If you’re only focused on providing value to massive amounts of people, you’re going to lose.
This might confuse you since last article all I had to say was that you should be providing more value to more people to reach any goal you want. This is true. However, without refining your ideas, testing hypotheses and knowing how to provide value, you won’t be able to do this for long.
This is what we like to call going deep AND going wide. Helping 10 AND 10,000. You can’t have long term success with one when disregarding the other. And to get better at one, you have to do the other. It is a never ending cycle.
Especially in health and fitness, if you’re not using the one on one deep interactions to power the wide, scalable value you’re lost. And if you’re not using the wide to then power the deep, you’re just flat out losing.
To be clear, deep and wide are inherently two completely different value positions. One has to be more specific and one has to be more general.
Deep: The less people you reach, the more specific the value has to be.
Wide: The more people you reach, the more general the value has to be.
This is a very surface level understanding and very obvious. Working one on one, you’ll deal with very individual circumstances and problems. Dealing with a larger population, you have to be more general to accommodate more individuals.
Example A: Someone has right shoulder pain lifting overhead because of an overhead exercise, also has had two previous surgeries, and works at a desk all day long. You’ll have a specific solution (value) for this person.
Example B: People who work at desks for longer than 12 hours a day that tend to get shoulder pain. You’ll have a more general solution (value) for these people.
In both occurrences, you can help with shoulder pain. But, going deep versus wide the right way will lead you to being able to provide better value, much quicker. Knowing how to provide specific and individual value will help provide general value.
That is just the first step of the cycle. If you stop there, you’ve lost. You then have to see what worked and didn’t work with the general value, to then help the next specific value. To do this most effectively, you must use science.
Science progresses our understanding of, well, everything. And to be successful, you must be a scientist. You must form hypotheses, test them, provide solutions, then scale those solutions an collect data to find and test new hypotheses.
In other words, to provide more value, you have to run deep and wide experiments like a scientist.
Deep: Testing hypotheses and solidifying techniques and approaches.
Wide: Gathering data to formulate hypotheses to test.
Example A: First, you go deep. You need to be specific in testing a hypothesis. When this happens, we get that outcome. When you are successful at doing what you need to do to obtain your desired outcome, BINGO! That’s your value you expand to others. This is only the first step, however.
Example B: Now you go wide and provide that value to 10,000 people instead of 10. From expanding your reach, you get a massive amount of data which leads you to new hypotheses to test.

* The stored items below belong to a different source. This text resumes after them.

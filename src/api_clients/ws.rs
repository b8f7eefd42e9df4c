use futures_util::{SinkExt, StreamExt};
use log::{debug, error, info, warn};
use serde_json::{json, Value};
use tokio::sync::mpsc;
use tokio::task::JoinHandle;
use tokio_tungstenite::{connect_async, tungstenite::Message};
use url::Url;

use crate::constants::WS_PATH;
use crate::error::{AppError, AppResult};

use super::stream::StreamEvent;

/// Handle for the bidirectional streaming channel.
///
/// Owns the spawned sender/receiver tasks; dropping the handle tears the
/// connection down. Independent of the token and of any SSE connection.
pub struct WsConnection {
    events: mpsc::UnboundedReceiver<StreamEvent>,
    outbound: mpsc::UnboundedSender<Message>,
    sender_task: JoinHandle<()>,
    receiver_task: JoinHandle<()>,
}

impl WsConnection {
    /// Next inbound event. `None` after a terminal event has been consumed
    /// and the tasks have wound down.
    pub async fn recv(&mut self) -> Option<StreamEvent> {
        self.events.recv().await
    }

    /// Queue one JSON frame for sending.
    pub fn send_json(&self, value: &Value) -> AppResult<()> {
        let text = serde_json::to_string(value)
            .map_err(|e| AppError::SerializationError(format!("Failed to serialize frame: {}", e)))?;
        self.outbound
            .send(Message::text(text))
            .map_err(|_| AppError::NetworkError("WebSocket connection is closed".to_string()))
    }

    /// Request a clean close. Events already received still drain.
    pub fn close(&self) {
        let _ = self.outbound.send(Message::Close(None));
    }
}

impl Drop for WsConnection {
    fn drop(&mut self) {
        self.sender_task.abort();
        self.receiver_task.abort();
    }
}

/// Derive the streaming URL from the HTTP base URL (http→ws, https→wss).
pub fn websocket_url(base_url: &str) -> AppResult<String> {
    let mut url = Url::parse(base_url)
        .map_err(|e| AppError::ConfigError(format!("Invalid base URL: {}", e)))?;
    let scheme = if url.scheme() == "https" { "wss" } else { "ws" };
    url.set_scheme(scheme).map_err(|_| {
        AppError::ConfigError(format!("Cannot derive WebSocket scheme from: {}", base_url))
    })?;
    let url = url
        .join(WS_PATH)
        .map_err(|e| AppError::ConfigError(format!("Invalid WebSocket URL: {}", e)))?;
    Ok(url.to_string())
}

pub(crate) async fn connect(base_url: &str, token: Option<String>) -> AppResult<WsConnection> {
    let ws_url = websocket_url(base_url)?;
    info!("Connecting to WebSocket at: {}", ws_url);

    let (ws_stream, _) = connect_async(ws_url.as_str())
        .await
        .map_err(|e| AppError::NetworkError(format!("WebSocket connection failed: {}", e)))?;
    let (mut ws_sender, mut ws_receiver) = ws_stream.split();

    // The authentication frame goes out before any other client traffic.
    if let Some(token) = token {
        let auth_frame = serde_json::to_string(&json!({"type": "auth", "token": token}))
            .map_err(|e| AppError::SerializationError(format!("Failed to serialize auth frame: {}", e)))?;
        ws_sender
            .send(Message::text(auth_frame))
            .await
            .map_err(|e| AppError::NetworkError(format!("Failed to send auth frame: {}", e)))?;
    }

    let (event_tx, event_rx) = mpsc::unbounded_channel();
    let (outbound_tx, mut outbound_rx) = mpsc::unbounded_channel::<Message>();

    let sender_task = tokio::spawn(async move {
        while let Some(msg) = outbound_rx.recv().await {
            if let Err(e) = ws_sender.send(msg).await {
                error!("Failed to send WebSocket message: {}", e);
                break;
            }
        }
        debug!("WebSocket sender task terminated");
    });

    let receiver_task = tokio::spawn(async move {
        let mut terminal_sent = false;
        while let Some(msg) = ws_receiver.next().await {
            match msg {
                Ok(Message::Text(text)) => match serde_json::from_str::<Value>(&text) {
                    Ok(value) => {
                        if event_tx.send(StreamEvent::Message(value)).is_err() {
                            break;
                        }
                    }
                    // Decode failures are dropped events, not stream-terminating errors.
                    Err(e) => warn!("Dropping undecodable WebSocket frame: {}", e),
                },
                Ok(Message::Close(frame)) => {
                    let (code, reason) = match frame {
                        Some(f) => (Some(u16::from(f.code)), Some(f.reason.to_string())),
                        None => (None, None),
                    };
                    let _ = event_tx.send(StreamEvent::Closed { code, reason });
                    terminal_sent = true;
                    break;
                }
                // Ping/pong/binary frames carry no console traffic.
                Ok(_) => {}
                Err(e) => {
                    let _ = event_tx.send(StreamEvent::Error(e.to_string()));
                    terminal_sent = true;
                    break;
                }
            }
        }
        if !terminal_sent {
            let _ = event_tx.send(StreamEvent::Closed {
                code: None,
                reason: None,
            });
        }
        debug!("WebSocket receiver task terminated");
    });

    Ok(WsConnection {
        events: event_rx,
        outbound: outbound_tx,
        sender_task,
        receiver_task,
    })
}

#[cfg(test)]
mod tests {
    use super::*;
    use tokio::net::TcpListener;

    #[test]
    fn test_websocket_url_scheme_mapping() {
        assert_eq!(
            websocket_url("http://localhost:3000").unwrap(),
            "ws://localhost:3000/ws"
        );
        assert_eq!(
            websocket_url("https://example.com").unwrap(),
            "wss://example.com/ws"
        );
    }

    #[tokio::test]
    async fn test_auth_frame_is_first_client_frame() {
        let listener = TcpListener::bind("127.0.0.1:0").await.unwrap();
        let addr = listener.local_addr().unwrap();

        let server = tokio::spawn(async move {
            let (stream, _) = listener.accept().await.unwrap();
            let mut ws = tokio_tungstenite::accept_async(stream).await.unwrap();

            let first = ws.next().await.unwrap().unwrap();
            let value: Value = serde_json::from_str(first.to_text().unwrap()).unwrap();
            assert_eq!(value, json!({"type": "auth", "token": "tok123"}));

            ws.send(Message::text(r#"{"event":"tool_reloaded"}"#))
                .await
                .unwrap();
            ws.send(Message::text("not json")).await.unwrap();
            ws.send(Message::text(r#"{"event":"second"}"#)).await.unwrap();
            ws.close(None).await.unwrap();
        });

        let base_url = format!("http://{}", addr);
        let mut conn = connect(&base_url, Some("tok123".to_string()))
            .await
            .unwrap();

        match conn.recv().await.unwrap() {
            StreamEvent::Message(v) => assert_eq!(v["event"], "tool_reloaded"),
            other => panic!("expected message, got {:?}", other),
        }
        // The undecodable frame was dropped, not surfaced and not terminal.
        match conn.recv().await.unwrap() {
            StreamEvent::Message(v) => assert_eq!(v["event"], "second"),
            other => panic!("expected message, got {:?}", other),
        }
        match conn.recv().await.unwrap() {
            StreamEvent::Closed { .. } => {}
            other => panic!("expected close, got {:?}", other),
        }

        server.await.unwrap();
    }

    #[tokio::test]
    async fn test_no_auth_frame_without_token() {
        let listener = TcpListener::bind("127.0.0.1:0").await.unwrap();
        let addr = listener.local_addr().unwrap();

        let server = tokio::spawn(async move {
            let (stream, _) = listener.accept().await.unwrap();
            let mut ws = tokio_tungstenite::accept_async(stream).await.unwrap();

            // First client frame must be application traffic, not auth.
            let first = ws.next().await.unwrap().unwrap();
            let value: Value = serde_json::from_str(first.to_text().unwrap()).unwrap();
            assert_eq!(value, json!({"hello": 1}));
            ws.close(None).await.unwrap();
        });

        let base_url = format!("http://{}", addr);
        let mut conn = connect(&base_url, None).await.unwrap();
        conn.send_json(&json!({"hello": 1})).unwrap();

        match conn.recv().await.unwrap() {
            StreamEvent::Closed { .. } => {}
            other => panic!("expected close, got {:?}", other),
        }
        server.await.unwrap();
    }
}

Example C: You go deep, test a new hypothesis, and come up with better value. You go wide, test that value on a large population, then form new hypotheses. See how this works?
In other words, for people in the health or fitness industries:
Deep: Working one on one with someone to fix a very specific problem using very specific tools
Wide: Extrapolating the success you had with the one on one interaction to help a more general population
Using our backgrounds, we’ll give you two examples.
Example A: I’m working with someone on nutrition and find that low carb works for someone who is trying to manage weight and get blood sugar response under control. I make a low carb product or educational service for people who are trying to lose weight or control their blood sugar. I see how they respond, see some trend, and then use that data to help the next person with weight management issues.
Example B: Ryan’s working with someone who has shoulder pain when lifting overhead and find that he improves it by doing stability exercises. He teaches a workshop online or in person and collects data from thousands of people how they respond to stability exercises and notices different data. Then, he uses that information to help the next person with shoulder pain.
Steve Jobs didn’t make 100 million 1st generation iPhones without obsessively making ONE at Apple HQ in Cupertino, California. He went deep, then he went wide. Then, based on what 100 million people said, he formed hypotheses on how they used phones and what they needed it for. They went obsessively back to work, went deep, and made ONE 2nd generation iPhone before they went wide and launched 150 million the year after. And back and forth, round and round it goes.
If you’re not going both deep and wide, you’re not improving, you’re not growing, and you’re not increasing your value production.
What are you doing specifically now that could be general later? How can you go deep AND wide?